(Requirement) Write the records out again in full, word for word.
[Start of Attachment]
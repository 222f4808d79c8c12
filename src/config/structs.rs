//! Configuration data structures.
//!
//! Each struct corresponds to a section in the TOML configuration file.

/// Root configuration structure: log level and one entry per TLS context.
pub mod configuration;
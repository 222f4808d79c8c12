//! Implementation blocks for TLS context types.

pub mod certificate_source;
pub mod client_verification;
pub mod delegated_credential_source;
pub mod issuer_preference;
pub mod key_offload_decision;
pub mod key_offload_policy;
pub mod next_protocols_item;
pub mod replace_certificates;
pub mod security_baseline;
pub mod source_list;
pub mod tls_context_config;
pub mod tls_version;
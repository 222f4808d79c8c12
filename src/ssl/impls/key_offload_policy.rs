use crate::ssl::ssl::DEFAULT_OFFLOAD_SERVICE_ID;
use crate::ssl::structs::key_offload_policy::KeyOffloadPolicy;
use std::collections::BTreeSet;

impl Default for KeyOffloadPolicy {
    fn default() -> Self {
        Self {
            offload_key_types: BTreeSet::new(),
            service_id: DEFAULT_OFFLOAD_SERVICE_ID.to_string(),
            cert_offload_enabled: false,
        }
    }
}

impl KeyOffloadPolicy {
    pub fn offloads_key_type(&self, key_type: &str) -> bool {
        self.offload_key_types
            .iter()
            .any(|offloaded| offloaded.eq_ignore_ascii_case(key_type))
    }

    /// Nothing would be sent to the remote service under this policy.
    pub fn is_inert(&self) -> bool {
        !self.cert_offload_enabled && self.offload_key_types.is_empty()
    }
}
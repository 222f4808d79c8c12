/// Colon-joined cipher, TLS 1.3 ciphersuite and signature algorithm
/// defaults shared by every context that does not override them.
#[derive(Debug, Clone, PartialEq, Eq, Hash)]
pub struct SecurityBaseline {
    pub(crate) ciphers: String,
    pub(crate) ciphersuites: String,
    pub(crate) sigalgs: String,
}
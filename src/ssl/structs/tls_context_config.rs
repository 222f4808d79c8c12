use crate::ssl::enums::client_verification::ClientVerification;
use crate::ssl::enums::issuer_preference::IssuerPreference;
use crate::ssl::enums::tls_version::TlsVersion;
use crate::ssl::structs::certificate_source::CertificateSource;
use crate::ssl::structs::delegated_credential_source::DelegatedCredentialSource;
use crate::ssl::structs::key_offload_policy::KeyOffloadPolicy;
use crate::ssl::structs::next_protocols_item::NextProtocolsItem;
use crate::ssl::structs::source_list::SourceList;
use crate::ssl::traits::certificate_setter::CertificateSetter;
use serde::{Deserialize, Serialize};
use std::sync::Arc;

/// Everything needed to build the TLS context of one virtual host.
///
/// Populated once while loading configuration, read-only afterwards.
#[derive(Serialize, Deserialize, Debug, Clone)]
#[serde(default)]
pub struct TlsContextConfig {
    pub certificates: SourceList<CertificateSource>,
    pub delegated_credentials: SourceList<DelegatedCredentialSource>,
    pub ssl_version: TlsVersion,
    pub session_cache_enabled: bool,
    pub session_ticket_enabled: bool,
    pub ssl_ciphers: String,
    pub ssl_ciphersuites: String,
    pub sig_algs: String,
    pub ecc_curve_name: String,
    /// Empty means protocol negotiation is not advertised.
    pub next_protocols: Vec<NextProtocolsItem>,
    pub is_local_private_key: bool,
    /// Default context for SNI on its listener.
    pub is_default: bool,
    pub client_ca_file: String,
    pub client_ca_files: Vec<String>,
    pub client_verification: ClientVerification,
    pub key_offload: KeyOffloadPolicy,
    /// Must be false before any remote key retrieval is considered.
    pub offload_disabled: bool,
    pub domains: Vec<String>,
    /// Only meaningful while migrating from public CA certificates to the internal CA.
    pub prefer_prod_ca_issued_cert: bool,
    pub issuer_preference: IssuerPreference,
    /// Session cache namespace; the listener name is used when unset.
    #[serde(skip_serializing_if = "Option::is_none")]
    pub session_context: Option<String>,
    pub alpn_allow_mismatch: bool,
    #[serde(skip, default = "crate::ssl::ssl::default_certificate_setter")]
    pub(crate) certificate_setter: Arc<dyn CertificateSetter>,
}
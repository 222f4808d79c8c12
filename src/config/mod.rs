//! Configuration management module.
//!
//! This module handles loading, parsing, and validating the configuration
//! file that lists the TLS contexts of a server.
//!
//! # Configuration Structure
//!
//! The configuration file (`config.toml`) contains:
//! - **log_level**: `off`, `trace`, `debug`, `info`, `warn` or `error`
//! - **contexts**: one `[[contexts]]` table per virtual host, with nested
//!   `[[contexts.certificates]]`, `[[contexts.delegated_credentials]]`,
//!   `[[contexts.next_protocols]]` and `[contexts.key_offload]` tables
//!
//! Any field left out of a context takes its default, including the
//! process-wide cipher, ciphersuite and signature algorithm strings.
//!
//! # Example
//!
//! ```rust,ignore
//! use tls_context_config::config::structs::configuration::Configuration;
//!
//! let config = Configuration::load_from_file("config.toml", false)?;
//! config.validate()?;
//! ```

/// Configuration enumerations (errors).
pub mod enums;

/// Configuration data structures.
pub mod structs;

/// Implementation blocks for configuration loading/saving.
pub mod impls;

/// Unit tests for the configuration layer.
mod tests;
[End of Attachment]
(Answer to this exercise)
repository 222f4808d79c8c12
filename src/config/structs.rs
//! Configuration data structures.
//!
//! Each struct corresponds to a section in the TOML configuration file.

/// Root configuration structure: log level and one entry per TLS context.
pub mod configuration;
repository 222f4808d79c8c12
//! Implementation blocks for TLS context types.

pub mod certificate_source;
pub mod client_verification;
pub mod delegated_credential_source;
pub mod issuer_preference;
pub mod key_offload_decision;
pub mod key_offload_policy;
pub mod next_protocols_item;
pub mod replace_certificates;
pub mod security_baseline;
pub mod source_list;
pub mod tls_context_config;
pub mod tls_version;
repository 222f4808d79c8c12
filename src/ssl/impls/key_offload_policy.rs
use crate::ssl::ssl::DEFAULT_OFFLOAD_SERVICE_ID;
use crate::ssl::structs::key_offload_policy::KeyOffloadPolicy;
use std::collections::BTreeSet;

impl Default for KeyOffloadPolicy {
    fn default() -> Self {
        Self {
            offload_key_types: BTreeSet::new(),
            service_id: DEFAULT_OFFLOAD_SERVICE_ID.to_string(),
            cert_offload_enabled: false,
        }
    }
}

impl KeyOffloadPolicy {
    pub fn offloads_key_type(&self, key_type: &str) -> bool {
        self.offload_key_types
            .iter()
            .any(|offloaded| offloaded.eq_ignore_ascii_case(key_type))
    }

    /// Nothing would be sent to the remote service under this policy.
    pub fn is_inert(&self) -> bool {
        !self.cert_offload_enabled && self.offload_key_types.is_empty()
    }
}
repository 222f4808d79c8c12
/// Colon-joined cipher, TLS 1.3 ciphersuite and signature algorithm
/// defaults shared by every context that does not override them.
#[derive(Debug, Clone, PartialEq, Eq, Hash)]
pub struct SecurityBaseline {
    pub(crate) ciphers: String,
    pub(crate) ciphersuites: String,
    pub(crate) sigalgs: String,
}
filename src/ssl/structs/tls_context_config.rs
repository 222f4808d79c8c12
use crate::ssl::enums::client_verification::ClientVerification;
use crate::ssl::enums::issuer_preference::IssuerPreference;
use crate::ssl::enums::tls_version::TlsVersion;
use crate::ssl::structs::certificate_source::CertificateSource;
use crate::ssl::structs::delegated_credential_source::DelegatedCredentialSource;
use crate::ssl::structs::key_offload_policy::KeyOffloadPolicy;
use crate::ssl::structs::next_protocols_item::NextProtocolsItem;
use crate::ssl::structs::source_list::SourceList;
use crate::ssl::traits::certificate_setter::CertificateSetter;
use serde::{Deserialize, Serialize};
use std::sync::Arc;

/// Everything needed to build the TLS context of one virtual host.
///
/// Populated once while loading configuration, read-only afterwards.
#[derive(Serialize, Deserialize, Debug, Clone)]
#[serde(default)]
pub struct TlsContextConfig {
    pub certificates: SourceList<CertificateSource>,
    pub delegated_credentials: SourceList<DelegatedCredentialSource>,
    pub ssl_version: TlsVersion,
    pub session_cache_enabled: bool,
    pub session_ticket_enabled: bool,
    pub ssl_ciphers: String,
    pub ssl_ciphersuites: String,
    pub sig_algs: String,
    pub ecc_curve_name: String,
    /// Empty means protocol negotiation is not advertised.
    pub next_protocols: Vec<NextProtocolsItem>,
    pub is_local_private_key: bool,
    /// Default context for SNI on its listener.
    pub is_default: bool,
    pub client_ca_file: String,
    pub client_ca_files: Vec<String>,
    pub client_verification: ClientVerification,
    pub key_offload: KeyOffloadPolicy,
    /// Must be false before any remote key retrieval is considered.
    pub offload_disabled: bool,
    pub domains: Vec<String>,
    /// Only meaningful while migrating from public CA certificates to the internal CA.
    pub prefer_prod_ca_issued_cert: bool,
    pub issuer_preference: IssuerPreference,
    /// Session cache namespace; the listener name is used when unset.
    #[serde(skip_serializing_if = "Option::is_none")]
    pub session_context: Option<String>,
    pub alpn_allow_mismatch: bool,
    #[serde(skip, default = "crate::ssl::ssl::default_certificate_setter")]
    pub(crate) certificate_setter: Arc<dyn CertificateSetter>,
}
repository 222f4808d79c8c12
filename src/config/mod.rs
//! Configuration management module.
//!
//! This module handles loading, parsing, and validating the configuration
//! file that lists the TLS contexts of a server.
//!
//! # Configuration Structure
//!
//! The configuration file (`config.toml`) contains:
//! - **log_level**: `off`, `trace`, `debug`, `info`, `warn` or `error`
//! - **contexts**: one `[[contexts]]` table per virtual host, with nested
//!   `[[contexts.certificates]]`, `[[contexts.delegated_credentials]]`,
//!   `[[contexts.next_protocols]]` and `[contexts.key_offload]` tables
//!
//! Any field left out of a context takes its default, including the
//! process-wide cipher, ciphersuite and signature algorithm strings.
//!
//! # Example
//!
//! ```rust,ignore
//! use tls_context_config::config::structs::configuration::Configuration;
//!
//! let config = Configuration::load_from_file("config.toml", false)?;
//! config.validate()?;
//! ```

/// Configuration enumerations (errors).
pub mod enums;

/// Configuration data structures.
pub mod structs;

/// Implementation blocks for configuration loading/saving.
pub mod impls;

/// Unit tests for the configuration layer.
mod tests;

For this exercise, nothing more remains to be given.